* **Task requirements**
Across the entries that follow, count the lines with the string "KeyValueStore" and reply with that count alone.

* **Input data**
use std::{collections::VecDeque, fmt, str::FromStr};

use rand::{
    Rng, SeedableRng as _,
    distr::{Distribution, StandardUniform},
    seq::SliceRandom,
};
use rand_pcg::Pcg32;
use serde::{Deserialize, Deserializer, Serialize, Serializer};

use crate::{PieceKind, SeedParseError};

/// Generates pieces with the 7-bag randomization algorithm.
///
/// # 7-Bag System
///
/// 1. Create a "bag" containing all 7 piece types
/// 2. Shuffle the bag
/// 3. Draw pieces in order from the bag
/// 4. Refill with a new shuffled bag when 7 or fewer pieces remain
///
/// This prevents long droughts of any piece type while keeping the order random.
///
/// # Example
///
/// ```
/// use tetrion_engine::PieceBuffer;
///
/// let mut buffer = PieceBuffer::new();
///
/// let first = buffer.pop_next();
/// let upcoming: Vec<_> = buffer.next_pieces().take(5).collect();
/// assert_eq!(upcoming.len(), 5);
/// ```
#[derive(Debug, Clone)]
pub struct PieceBuffer {
    rng: Pcg32,
    bag: VecDeque<PieceKind>,
}

impl Default for PieceBuffer {
    fn default() -> Self {
        Self::new()
    }
}

/// Seed for deterministic piece generation.
///
/// A 128-bit seed; the same seed always produces the same piece sequence,
/// which makes simulated games reproducible. Seeds are written as 32
/// hexadecimal characters (big-endian).
///
/// # Example
///
/// ```
/// use tetrion_engine::{GameSession, PieceSeed};
/// use rand::Rng as _;
///
/// let seed: PieceSeed = rand::rng().random();
///
/// let session1 = GameSession::with_seed(60, seed);
/// let session2 = GameSession::with_seed(60, seed);
/// assert_eq!(session1.falling_piece(), session2.falling_piece());
/// ```
#[derive(Debug, Clone, Copy, PartialEq, Eq)]
pub struct PieceSeed([u8; 16]);

impl fmt::Display for PieceSeed {
    fn fmt(&self, f: &mut fmt::Formatter<'_>) -> fmt::Result {
        write!(f, "{:032x}", u128::from_be_bytes(self.0))
    }
}

impl FromStr for PieceSeed {
    type Err = SeedParseError;

    fn from_str(s: &str) -> Result<Self, Self::Err> {
        let invalid = || SeedParseError {
            input: s.to_owned(),
        };
        if s.len() != 32 || !s.bytes().all(|b| b.is_ascii_hexdigit()) {
            return Err(invalid());
        }
        let num = u128::from_str_radix(s, 16).map_err(|_| invalid())?;
        Ok(Self(num.to_be_bytes()))
    }
}

impl Serialize for PieceSeed {
    fn serialize<S>(&self, serializer: S) -> Result<S::Ok, S::Error>
    where
        S: Serializer,
    {
        serializer.collect_str(self)
    }
}

impl<'de> Deserialize<'de> for PieceSeed {
    fn deserialize<D>(deserializer: D) -> Result<Self, D::Error>
    where
        D: Deserializer<'de>,
    {
        let hex_str = String::deserialize(deserializer)?;
        hex_str.parse().map_err(serde::de::Error::custom)
    }
}

/// Allows generating random `PieceSeed` values with `rng.random()`.
impl Distribution<PieceSeed> for StandardUniform {
    fn sample<R: Rng + ?Sized>(&self, rng: &mut R) -> PieceSeed {
        let mut seed = [0; 16];
        rng.fill(&mut seed);
        PieceSeed(seed)
    }
}

impl PieceBuffer {
    /// Creates a new piece buffer with a random seed.
    #[must_use]
    pub fn new() -> Self {
        Self::with_seed(rand::rng().random())
    }

    /// Like [`Self::new`], but with a specific seed for deterministic piece generation.
    #[must_use]
    pub fn with_seed(seed: PieceSeed) -> Self {
        let rng = Pcg32::from_seed(seed.0);
        let bag = VecDeque::with_capacity(PieceKind::LEN * 2);
        let mut this = Self { rng, bag };
        this.fill_bag();
        this
    }

    /// Refills when the bag has 7 or fewer pieces remaining, so that at least
    /// 7 pieces stay previewable after the next pop.
    fn fill_bag(&mut self) {
        while self.bag.len() <= PieceKind::LEN {
            let mut new_bag = PieceKind::ALL;
            new_bag.shuffle(&mut self.rng);
            self.bag.extend(new_bag);
        }
    }

    /// Draws the next piece from the bag.
    pub fn pop_next(&mut self) -> PieceKind {
        self.fill_bag();
        self.bag
            .pop_front()
            .expect("Piece bag should never be empty")
    }

    /// Returns an iterator over the upcoming pieces in the queue.
    pub fn next_pieces(&self) -> impl Iterator<Item = PieceKind> + '_ {
        self.bag.iter().copied()
    }
}
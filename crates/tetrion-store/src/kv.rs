use std::{cell::RefCell, rc::Rc};

use crate::StoreError;

/// String-keyed storage of string values.
///
/// Reads never fail: a value that cannot be read is reported as absent.
/// Writes may fail, and callers decide how to surface the failure.
pub trait KeyValueStore {
    fn get(&self, key: &str) -> Option<String>;
    fn set(&mut self, key: &str, value: &str) -> Result<(), StoreError>;
    fn remove(&mut self, key: &str) -> Result<(), StoreError>;
}

impl<S> KeyValueStore for &mut S
where
    S: KeyValueStore + ?Sized,
{
    fn get(&self, key: &str) -> Option<String> {
        (**self).get(key)
    }

    fn set(&mut self, key: &str, value: &str) -> Result<(), StoreError> {
        (**self).set(key, value)
    }

    fn remove(&mut self, key: &str) -> Result<(), StoreError> {
        (**self).remove(key)
    }
}

impl<S> KeyValueStore for Box<S>
where
    S: KeyValueStore + ?Sized,
{
    fn get(&self, key: &str) -> Option<String> {
        (**self).get(key)
    }

    fn set(&mut self, key: &str, value: &str) -> Result<(), StoreError> {
        (**self).set(key, value)
    }

    fn remove(&mut self, key: &str) -> Result<(), StoreError> {
        (**self).remove(key)
    }
}

/// Cloneable handle to a store shared by several owners on one thread.
///
/// ```
/// use tetrion_store::{KeyValueStore as _, MemoryStore, SharedStore};
///
/// let store = SharedStore::new(MemoryStore::new());
/// let mut writer = store.clone();
/// writer.set("key", "value").unwrap();
/// assert_eq!(store.get("key").as_deref(), Some("value"));
/// ```
#[derive(Debug, Default)]
pub struct SharedStore<S> {
    inner: Rc<RefCell<S>>,
}

impl<S> Clone for SharedStore<S> {
    fn clone(&self) -> Self {
        Self {
            inner: Rc::clone(&self.inner),
        }
    }
}

impl<S> SharedStore<S> {
    #[must_use]
    pub fn new(store: S) -> Self {
        Self {
            inner: Rc::new(RefCell::new(store)),
        }
    }

    /// Runs `f` with exclusive access to the underlying store.
    pub fn with<R>(&self, f: impl FnOnce(&mut S) -> R) -> R {
        f(&mut self.inner.borrow_mut())
    }
}

impl<S> KeyValueStore for SharedStore<S>
where
    S: KeyValueStore,
{
    fn get(&self, key: &str) -> Option<String> {
        self.inner.borrow().get(key)
    }

    fn set(&mut self, key: &str, value: &str) -> Result<(), StoreError> {
        self.inner.borrow_mut().set(key, value)
    }

    fn remove(&mut self, key: &str) -> Result<(), StoreError> {
        self.inner.borrow_mut().remove(key)
    }
}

* **Task response**
8